L'Encyclopédie sur la mort


Strophes pour se souvenir

Louis Aragon

«Ce poème ressuscite le sinistre souvenir de l'Affiche rouge. En 1944, les Allemands avaient fait placarder sur tous les murs une affiche présentant la photo de vingt-trois résistants d'origine étrangère, dont le chef présumé était l'Arménien Manouchian. Les Allemands espéraient ainsi dresser les «bons» Français contre les «méchants terroristes» étrangers.
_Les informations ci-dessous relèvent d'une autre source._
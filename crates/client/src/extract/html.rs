//! Plain text from HTML, used before chunking.

use std::sync::LazyLock;

use ego_tree::iter::Edge;
use regex::Regex;
use scraper::Html;

static WHITESPACE: LazyLock<Regex> = LazyLock::new(|| Regex::new(r"\s+").expect("valid whitespace regex"));

const SKIPPED_TAGS: &[&str] = &["script", "style", "noscript", "template", "iframe", "svg", "head"];

const BLOCK_TAGS: &[&str] = &[
    "p", "div", "br", "li", "ul", "ol", "tr", "table", "section", "article", "main", "header", "footer", "nav",
    "aside", "blockquote", "pre", "h1", "h2", "h3", "h4", "h5", "h6", "dt", "dd", "hr", "title",
];

/// Collapse every whitespace run to a single space.
pub fn collapse_whitespace(text: &str) -> String {
    WHITESPACE.replace_all(text, " ").into_owned()
}

/// Convert an HTML document to plain text.
///
/// Scripts, styles and other non-content elements are dropped, whitespace
/// inside each line is collapsed and block elements start new lines. Blank
/// lines are removed.
pub fn html_to_text(html: &str) -> String {
    let document = Html::parse_document(html);
    let mut raw = String::with_capacity(html.len() / 2);
    // Depth inside a skipped subtree; 0 means text is kept.
    let mut skipped = 0usize;

    for edge in document.root_element().traverse() {
        match edge {
            Edge::Open(node) => {
                if let Some(element) = node.value().as_element() {
                    let tag = element.name();
                    if skipped > 0 || SKIPPED_TAGS.contains(&tag) {
                        skipped += 1;
                    } else if BLOCK_TAGS.contains(&tag) {
                        raw.push('\n');
                    }
                } else if skipped == 0
                    && let Some(text) = node.value().as_text()
                {
                    raw.push_str(&collapse_whitespace(text));
                }
            }
            Edge::Close(node) => {
                if let Some(element) = node.value().as_element() {
                    if skipped > 0 {
                        skipped -= 1;
                    } else if BLOCK_TAGS.contains(&element.name()) {
                        raw.push('\n');
                    }
                }
            }
        }
    }

    raw.lines()
        .map(str::trim)
        .filter(|line| !line.is_empty())
        .collect::<Vec<_>>()
        .join("\n")
}

#[cfg(test)]
mod tests {
    use super::*;

    #[test]
    fn test_collapse_whitespace() {
        assert_eq!(collapse_whitespace("a  b\n\n\tc"), "a b c");
        assert_eq!(collapse_whitespace("   "), " ");
    }

    #[test]
    fn test_html_to_text_blocks() {
        let html = r#"
            <html>
            <head><title>Ignored</title><style>p { color: red; }</style></head>
            <body>
                <h1>Ustawa</h1>
                <p>Art. 1.   Przepisy   ogólne.</p>
                <p>Art. 2. <b>Definicje</b> pojęć.</p>
                <script>var x = 1;</script>
            </body>
            </html>
        "#;

        let text = html_to_text(html);
        assert_eq!(text, "Ustawa\nArt. 1. Przepisy ogólne.\nArt. 2. Definicje pojęć.");
    }

    #[test]
    fn test_html_to_text_list() {
        let html = "<ul><li>one</li><li>two</li></ul>";
        assert_eq!(html_to_text(html), "one\ntwo");
    }

    #[test]
    fn test_html_to_text_empty() {
        assert_eq!(html_to_text(""), "");
        assert_eq!(html_to_text("<html><body>   </body></html>"), "");
    }

    #[test]
    fn test_html_to_text_plain_fragment() {
        assert_eq!(html_to_text("just some text"), "just some text");
    }

    #[test]
    fn test_html_to_text_skips_nested_script_content() {
        let html = "<div>kept<noscript><p>hidden <b>deep</b></p></noscript><p>after</p></div>";
        assert_eq!(html_to_text(html), "kept\nafter");
    }

    #[test]
    fn test_html_to_text_deep_nesting_on_small_stack() {
        let depth = 50_000;
        let html = format!("<html><body>{}x{}</body></html>", "<span>".repeat(depth), "</span>".repeat(depth));
        let text = std::thread::Builder::new()
            .stack_size(2 * 1024 * 1024)
            .spawn(move || html_to_text(&html))
            .unwrap()
            .join()
            .unwrap();
        assert_eq!(text, "x");
    }
}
Les vingt-trois partisans furent fusillés, et Aragon, onze ans après, ne peut pas oublier, ne veut pas qu'on oublie.
Aragon inscrit en italique le message de Manouchian à l'heure de son exécution.» (D. Leuwers, op. cit.. p. 138)

1955.
Vous n'avez réclamé la gloire ni les larmes
Ni l'orgue ni la prière aux agonisants
Onze ans déjà que cela passe vite onze ans
Vous vous étiez servi simplement de vos armes
La mort n'éblouit pas les yeux des Partisans

Vous aviez vos portraits sur les murs de nos villes
Noirs de barbe et de nuit hirsutes menaçants
L'affiche qui semblait une tache de sang
Parce qu'à prononcer vos noms sont difficiles
Y cherchait un effet de peur sur les passants

Nul ne semblait vous voir Français de préférence
Les gens allaient sans yeux pour vous le jour durant
Mais à l'heure du couvre-feu des doigts errants
Avaient écrit sous vos photos MORTS POUR LA FRANCE
Et les mornes matins en étaient différents

Tout avait la couleur uniforme du givre
A la fin février pour vos derniers moments
Et c'est alors que l'un de vous dit calmement
Bonheur à tous Bonheur à ceux qui vont survivre
Je meurs sans haine en moi pour le peuple allemand

Adieu la peine et le plaisir Adieu les roses
Adieu la vic adieu la lumière et le vent
Marie-toi sois heureuse et pense à moi souvent
Toi qui vas demeurer dans la beauté des choses
Quand tout sera fini plus tard en Érivan(1)

Un grand soleil d'hiver éclaire la colline
Que la nature est belle et que le cœur me fend
La justice viendra sur nos pas triomphants
Ma Mélinée (2) ô mon amour mon orpheline
Et je te dis de vivre et d'avoir un enfant


Ils étaient vingt et trois quand les fusils fleurirent
Vingt et trois qui donnaient leur cœur avant le temps
Vingt et trois étrangers et nos frères pourtant
Vingt et trois amoureux de vivre à en mourir
Vingt et trois qui criaient la France en s'abattant

Le Roman inachevé, 1956.

1. Capitale de I'Arménie.
2. Mélinée Manouchian, veuve du résistant fusillé.